Today the weather is very warm--the prefrontal heating as I call it. Tomorrow it will be colder than today, by about 35 degrees F. And Monday we will probably not get out of the 40's (F) at all.
It reminds me of winters some years back, when I'd dig out all the incandescent light strings in the house, and all the worn-out bedsheets, and do things like this:
Tomatoes wrapped against the cold in February 2011. Right hand plant needed two sheets. |
At night, we plugged in the extension cords. |
User tip, in case you are looking at sudden near-freezing weather and want to cover up a tender garden plant: bring your fabric all the way to the ground and weight it down with rocks. No openings at the top, especially not the kind of openings where if the plant had eyes it could see the stars. (Much of the freeze is by radiation of the existing warmth out to space. Overhangs or old sheets block the radiation.) Bonus points if you tie or safety-pin the fabric so it won't inflate in the rush of cold wind when the front arrives and blow over. (Or completely away!)
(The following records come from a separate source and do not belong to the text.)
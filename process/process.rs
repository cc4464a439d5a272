//! This module is responsible for reaching out of the process
//! on behalf of the tag metadata core. It contains drivers that
//! talk to image registries, like resolving a manifest digest.

use std::sync::LazyLock;

use tokio::runtime::Runtime;

pub mod drivers;

/// Runtime used to drive the async registry client
/// from synchronous code.
pub static ASYNC_RUNTIME: LazyLock<Runtime> = LazyLock::new(|| {
    tokio::runtime::Builder::new_multi_thread()
        .enable_all()
        .build()
        .expect("Failed to build the async runtime")
});
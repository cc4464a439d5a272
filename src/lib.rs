//! Turns the tag listing of an image registry into architecture
//! aware metadata, so the right image can be picked for a platform.
//!
//! ```
//! use tag_meta::{ArchRecord, TagMetadata, TagResponse};
//!
//! let response = TagResponse {
//!     name: Some("ad-debian-1.2.3".into()),
//!     images: Some(vec![
//!         ArchRecord::new("amd64", None),
//!         ArchRecord::new("arm64", Some("v8")),
//!     ]),
//!     digest: Some("sha256:0123".into()),
//! };
//! let resolver = |_: &str| -> miette::Result<String> { unreachable!() };
//!
//! let mut tag = TagMetadata::new(response, &resolver).unwrap();
//! assert_eq!(tag.version(), "debian-1.2.3");
//! assert!(tag.image_for_arch("arm64/v8").is_some());
//! assert_eq!(tag.images_left().len(), 1);
//! ```

pub mod arch;
pub mod error;
mod lenient;
pub mod listing;
pub mod tag_metadata;
pub mod tag_name;

pub use arch::{parse_arch, ArchRecord, ArchSpec, ArchitectureLocator, LocalImage};
pub use error::TagMetadataError;
pub use listing::TagListing;
pub use tag_meta_process::drivers::{DigestResolver, OciClientDriver};
pub use tag_metadata::{TagMetadata, TagResponse};
//! Architecture canonicalization.
//!
//! Registries and local engines describe the same platform with
//! different field names. Each source converts itself into an
//! [`ArchSpec`] so that both render the same `arch[/variant]` string.

use serde::{Deserialize, Serialize};
use serde_json::{Map, Value};
use tag_meta_utils::{constants::DEFAULT_ARCH, platform::Platform, string};

use crate::lenient::lenient;

/// A canonical architecture with an optional variant.
#[derive(Debug, Clone, PartialEq, Eq, Hash)]
pub struct ArchSpec {
    architecture: String,
    variant: Option<String>,
}

impl ArchSpec {
    /// Normalizes raw architecture and variant values.
    ///
    /// A missing or empty architecture becomes `amd64`. An
    /// empty variant is dropped.
    #[must_use]
    pub fn new(architecture: Option<&str>, variant: Option<&str>) -> Self {
        Self {
            architecture: architecture
                .filter(|arch| !arch.is_empty())
                .map_or_else(|| string!(DEFAULT_ARCH), ToOwned::to_owned),
            variant: variant
                .filter(|variant| !variant.is_empty())
                .map(ToOwned::to_owned),
        }
    }

    #[must_use]
    pub fn architecture(&self) -> &str {
        &self.architecture
    }

    #[must_use]
    pub fn variant(&self) -> Option<&str> {
        self.variant.as_deref()
    }
}

impl std::fmt::Display for ArchSpec {
    fn fmt(&self, f: &mut std::fmt::Formatter<'_>) -> std::fmt::Result {
        match &self.variant {
            Some(variant) => write!(f, "{}/{variant}", self.architecture),
            None => write!(f, "{}", self.architecture),
        }
    }
}

impl From<Platform> for ArchSpec {
    fn from(value: Platform) -> Self {
        Self::new(Some(value.arch()), value.variant())
    }
}

/// Anything that knows which architecture an image was built for.
pub trait ArchitectureLocator {
    fn arch_spec(&self) -> ArchSpec;
}

impl<T: ArchitectureLocator + ?Sized> ArchitectureLocator for &T {
    fn arch_spec(&self) -> ArchSpec {
        (**self).arch_spec()
    }
}

/// Parse the architecture of an image in registry style,
/// `arch` or `arch/variant`.
#[must_use]
pub fn parse_arch<L: ArchitectureLocator + ?Sized>(image: &L) -> String {
    image.arch_spec().to_string()
}

/// One per-architecture image of a registry tag.
///
/// Fields that are not needed for matching are kept
/// untouched in `extra`. Known fields with an unexpected
/// type are treated as missing.
#[derive(Debug, Clone, Default, PartialEq, Deserialize, Serialize)]
pub struct ArchRecord {
    #[serde(
        default,
        deserialize_with = "lenient",
        skip_serializing_if = "Option::is_none"
    )]
    pub architecture: Option<String>,

    #[serde(
        default,
        deserialize_with = "lenient",
        skip_serializing_if = "Option::is_none"
    )]
    pub variant: Option<String>,

    #[serde(
        default,
        deserialize_with = "lenient",
        skip_serializing_if = "Option::is_none"
    )]
    pub digest: Option<String>,

    #[serde(flatten)]
    pub extra: Map<String, Value>,
}

impl ArchRecord {
    /// A record with only architecture information set.
    #[must_use]
    pub fn new(architecture: &str, variant: Option<&str>) -> Self {
        Self {
            architecture: Some(string!(architecture)),
            variant: variant.map(ToOwned::to_owned),
            ..Self::default()
        }
    }

    #[must_use]
    pub fn with_digest(mut self, digest: &str) -> Self {
        self.digest = Some(string!(digest));
        self
    }
}

impl ArchitectureLocator for ArchRecord {
    fn arch_spec(&self) -> ArchSpec {
        ArchSpec::new(self.architecture.as_deref(), self.variant.as_deref())
    }
}

/// An image already pulled by the local container engine,
/// as returned by `docker image inspect`.
#[derive(Debug, Clone, Default, PartialEq, Eq, Deserialize, Serialize)]
#[serde(rename_all = "PascalCase")]
pub struct LocalImage {
    #[serde(default)]
    pub id: Option<String>,

    #[serde(default)]
    pub repo_tags: Option<Vec<String>>,

    #[serde(default)]
    pub repo_digests: Option<Vec<String>>,

    #[serde(default)]
    pub architecture: Option<String>,

    #[serde(default)]
    pub variant: Option<String>,

    #[serde(default)]
    pub os: Option<String>,
}

impl ArchitectureLocator for LocalImage {
    fn arch_spec(&self) -> ArchSpec {
        ArchSpec::new(self.architecture.as_deref(), self.variant.as_deref())
    }
}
Down here, where it almost never freezes, we have our water service going through the air on the way into the house. These pipes need to be wrapped in fabric.
I remember in the 1983 killing freeze, we didn't know that. Our water pipe froze. I got to take a table lamp outside, and a cardboard box, and get the lamp inside the box. The wind was blowing a lot, and I had to drag a bag of BBQ charcoal out to the hose bib to hold the box against the wall so the pipe would thaw out. (Ah, memories.)
In the 1989 killing freeze, the water line was wrapped, but the air got so cold that the faucet froze that part of the line inside the wall. At least that time the wind wasn't blowing away my impromptu warming setup apart!